* Task description
In the material below, count the lines with the word "frames" and state that number only.

* Records supplied
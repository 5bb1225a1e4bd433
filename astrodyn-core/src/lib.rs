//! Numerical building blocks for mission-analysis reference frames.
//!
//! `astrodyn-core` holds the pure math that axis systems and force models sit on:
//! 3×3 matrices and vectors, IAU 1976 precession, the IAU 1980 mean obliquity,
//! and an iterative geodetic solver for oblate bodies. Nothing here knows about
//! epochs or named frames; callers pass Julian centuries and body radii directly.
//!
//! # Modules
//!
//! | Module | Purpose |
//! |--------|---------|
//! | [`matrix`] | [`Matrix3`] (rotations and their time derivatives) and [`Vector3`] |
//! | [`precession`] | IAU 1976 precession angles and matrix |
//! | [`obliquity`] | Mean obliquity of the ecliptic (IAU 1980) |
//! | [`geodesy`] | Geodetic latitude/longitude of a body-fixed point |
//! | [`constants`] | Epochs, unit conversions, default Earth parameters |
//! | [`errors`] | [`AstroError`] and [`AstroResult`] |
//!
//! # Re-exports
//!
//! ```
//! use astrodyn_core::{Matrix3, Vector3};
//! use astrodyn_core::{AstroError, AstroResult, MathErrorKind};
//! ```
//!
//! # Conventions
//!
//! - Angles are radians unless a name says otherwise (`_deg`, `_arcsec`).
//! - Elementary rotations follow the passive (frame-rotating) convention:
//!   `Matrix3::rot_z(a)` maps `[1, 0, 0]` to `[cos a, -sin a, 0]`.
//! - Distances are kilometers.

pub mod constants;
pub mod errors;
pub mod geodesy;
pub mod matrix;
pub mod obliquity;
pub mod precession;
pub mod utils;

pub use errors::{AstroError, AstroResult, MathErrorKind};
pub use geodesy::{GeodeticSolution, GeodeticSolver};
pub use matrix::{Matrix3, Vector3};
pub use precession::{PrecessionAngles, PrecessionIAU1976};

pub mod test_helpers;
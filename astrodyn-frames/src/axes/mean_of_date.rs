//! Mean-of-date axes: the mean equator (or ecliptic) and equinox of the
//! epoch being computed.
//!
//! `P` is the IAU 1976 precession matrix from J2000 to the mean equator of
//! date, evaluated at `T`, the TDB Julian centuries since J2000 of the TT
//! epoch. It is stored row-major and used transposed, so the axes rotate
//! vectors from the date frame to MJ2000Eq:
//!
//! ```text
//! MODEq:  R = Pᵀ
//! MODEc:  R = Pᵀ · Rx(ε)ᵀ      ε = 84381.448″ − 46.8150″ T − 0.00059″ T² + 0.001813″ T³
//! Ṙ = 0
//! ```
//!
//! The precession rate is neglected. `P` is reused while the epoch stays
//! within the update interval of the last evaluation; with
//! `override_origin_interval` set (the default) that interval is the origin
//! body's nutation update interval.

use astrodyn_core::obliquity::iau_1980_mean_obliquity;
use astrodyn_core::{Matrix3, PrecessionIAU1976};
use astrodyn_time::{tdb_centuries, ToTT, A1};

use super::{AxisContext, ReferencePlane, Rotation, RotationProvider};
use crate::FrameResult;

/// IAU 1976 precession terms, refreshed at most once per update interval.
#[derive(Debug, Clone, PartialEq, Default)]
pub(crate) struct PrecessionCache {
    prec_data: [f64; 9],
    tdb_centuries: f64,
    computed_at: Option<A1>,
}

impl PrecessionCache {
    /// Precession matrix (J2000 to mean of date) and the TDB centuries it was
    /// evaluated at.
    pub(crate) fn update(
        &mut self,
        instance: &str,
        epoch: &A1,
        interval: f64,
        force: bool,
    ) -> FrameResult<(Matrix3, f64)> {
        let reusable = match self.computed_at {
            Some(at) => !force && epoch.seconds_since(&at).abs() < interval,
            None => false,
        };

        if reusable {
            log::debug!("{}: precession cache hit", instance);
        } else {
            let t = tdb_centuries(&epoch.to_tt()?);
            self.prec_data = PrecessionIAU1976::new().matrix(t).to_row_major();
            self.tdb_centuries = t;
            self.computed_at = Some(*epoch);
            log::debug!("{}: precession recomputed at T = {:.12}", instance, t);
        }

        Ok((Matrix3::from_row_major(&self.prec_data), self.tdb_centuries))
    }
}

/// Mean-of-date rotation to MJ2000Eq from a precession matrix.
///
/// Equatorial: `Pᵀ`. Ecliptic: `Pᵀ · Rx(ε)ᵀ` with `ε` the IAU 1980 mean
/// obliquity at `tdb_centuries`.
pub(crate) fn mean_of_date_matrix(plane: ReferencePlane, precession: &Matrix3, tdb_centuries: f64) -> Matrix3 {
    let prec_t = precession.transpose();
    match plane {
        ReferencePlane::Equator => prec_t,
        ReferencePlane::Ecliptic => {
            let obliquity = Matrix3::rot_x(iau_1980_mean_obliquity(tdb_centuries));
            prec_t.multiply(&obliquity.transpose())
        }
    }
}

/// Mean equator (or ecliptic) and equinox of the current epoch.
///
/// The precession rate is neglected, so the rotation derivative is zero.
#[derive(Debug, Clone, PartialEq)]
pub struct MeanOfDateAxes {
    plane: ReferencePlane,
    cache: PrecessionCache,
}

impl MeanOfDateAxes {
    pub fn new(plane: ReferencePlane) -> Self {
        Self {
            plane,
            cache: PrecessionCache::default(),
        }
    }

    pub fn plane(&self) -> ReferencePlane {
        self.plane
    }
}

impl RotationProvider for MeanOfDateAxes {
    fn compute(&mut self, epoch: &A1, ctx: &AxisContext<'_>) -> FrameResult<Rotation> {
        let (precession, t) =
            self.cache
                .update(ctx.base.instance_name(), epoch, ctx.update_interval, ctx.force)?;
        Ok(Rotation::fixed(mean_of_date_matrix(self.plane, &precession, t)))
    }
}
* * *
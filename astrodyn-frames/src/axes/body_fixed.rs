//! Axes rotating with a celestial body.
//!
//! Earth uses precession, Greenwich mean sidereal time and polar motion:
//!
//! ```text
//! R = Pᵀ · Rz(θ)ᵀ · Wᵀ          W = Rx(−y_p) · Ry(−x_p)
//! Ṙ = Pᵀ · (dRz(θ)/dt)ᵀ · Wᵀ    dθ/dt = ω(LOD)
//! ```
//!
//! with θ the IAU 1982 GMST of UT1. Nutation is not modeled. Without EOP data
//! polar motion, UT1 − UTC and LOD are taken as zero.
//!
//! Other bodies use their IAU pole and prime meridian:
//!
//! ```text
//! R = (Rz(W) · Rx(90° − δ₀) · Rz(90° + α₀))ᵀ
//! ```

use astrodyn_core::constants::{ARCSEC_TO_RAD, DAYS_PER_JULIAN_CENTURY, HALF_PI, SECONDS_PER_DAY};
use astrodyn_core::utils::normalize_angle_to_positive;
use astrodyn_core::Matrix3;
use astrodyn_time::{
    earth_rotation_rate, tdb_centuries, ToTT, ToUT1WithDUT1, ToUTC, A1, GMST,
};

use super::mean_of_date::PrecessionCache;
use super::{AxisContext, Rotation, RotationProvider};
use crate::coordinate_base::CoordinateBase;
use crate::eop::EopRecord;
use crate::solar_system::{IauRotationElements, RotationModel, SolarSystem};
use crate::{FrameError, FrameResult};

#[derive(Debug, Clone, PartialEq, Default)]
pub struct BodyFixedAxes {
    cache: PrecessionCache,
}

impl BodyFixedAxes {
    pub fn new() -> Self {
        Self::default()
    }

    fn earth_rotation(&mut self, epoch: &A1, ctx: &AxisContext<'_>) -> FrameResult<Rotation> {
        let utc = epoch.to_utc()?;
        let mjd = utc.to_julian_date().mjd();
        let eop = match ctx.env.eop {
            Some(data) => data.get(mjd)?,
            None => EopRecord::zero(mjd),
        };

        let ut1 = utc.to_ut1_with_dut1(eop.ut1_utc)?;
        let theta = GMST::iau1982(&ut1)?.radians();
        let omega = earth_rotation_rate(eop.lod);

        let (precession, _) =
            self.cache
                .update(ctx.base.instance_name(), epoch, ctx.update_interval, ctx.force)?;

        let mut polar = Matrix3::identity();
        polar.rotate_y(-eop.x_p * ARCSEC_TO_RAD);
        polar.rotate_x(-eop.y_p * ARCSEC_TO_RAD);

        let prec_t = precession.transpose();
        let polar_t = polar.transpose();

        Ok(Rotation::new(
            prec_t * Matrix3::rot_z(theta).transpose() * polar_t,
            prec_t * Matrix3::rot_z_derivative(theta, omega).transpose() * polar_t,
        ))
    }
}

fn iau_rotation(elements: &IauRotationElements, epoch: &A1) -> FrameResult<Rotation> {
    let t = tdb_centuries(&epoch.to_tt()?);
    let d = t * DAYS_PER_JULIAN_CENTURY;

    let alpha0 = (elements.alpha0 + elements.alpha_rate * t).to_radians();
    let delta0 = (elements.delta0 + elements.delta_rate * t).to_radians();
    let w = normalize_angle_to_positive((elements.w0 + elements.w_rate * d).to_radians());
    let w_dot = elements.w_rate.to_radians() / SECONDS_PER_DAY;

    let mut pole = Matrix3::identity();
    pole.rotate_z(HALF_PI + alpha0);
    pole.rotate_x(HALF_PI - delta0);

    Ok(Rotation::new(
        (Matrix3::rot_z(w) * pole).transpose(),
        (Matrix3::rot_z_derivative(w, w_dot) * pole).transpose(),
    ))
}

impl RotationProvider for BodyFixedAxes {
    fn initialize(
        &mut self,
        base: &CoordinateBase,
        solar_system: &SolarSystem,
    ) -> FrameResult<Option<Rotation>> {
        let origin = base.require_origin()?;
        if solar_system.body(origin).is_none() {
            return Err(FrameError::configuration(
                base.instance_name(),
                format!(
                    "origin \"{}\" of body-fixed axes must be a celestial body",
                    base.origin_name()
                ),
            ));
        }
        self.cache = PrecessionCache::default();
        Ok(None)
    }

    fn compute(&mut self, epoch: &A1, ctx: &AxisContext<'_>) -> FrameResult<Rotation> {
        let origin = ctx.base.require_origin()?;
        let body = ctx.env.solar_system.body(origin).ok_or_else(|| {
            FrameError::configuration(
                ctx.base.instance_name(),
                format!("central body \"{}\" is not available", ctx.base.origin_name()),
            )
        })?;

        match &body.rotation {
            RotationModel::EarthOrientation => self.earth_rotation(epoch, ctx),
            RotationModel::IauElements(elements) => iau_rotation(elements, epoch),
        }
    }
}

* Answer area
4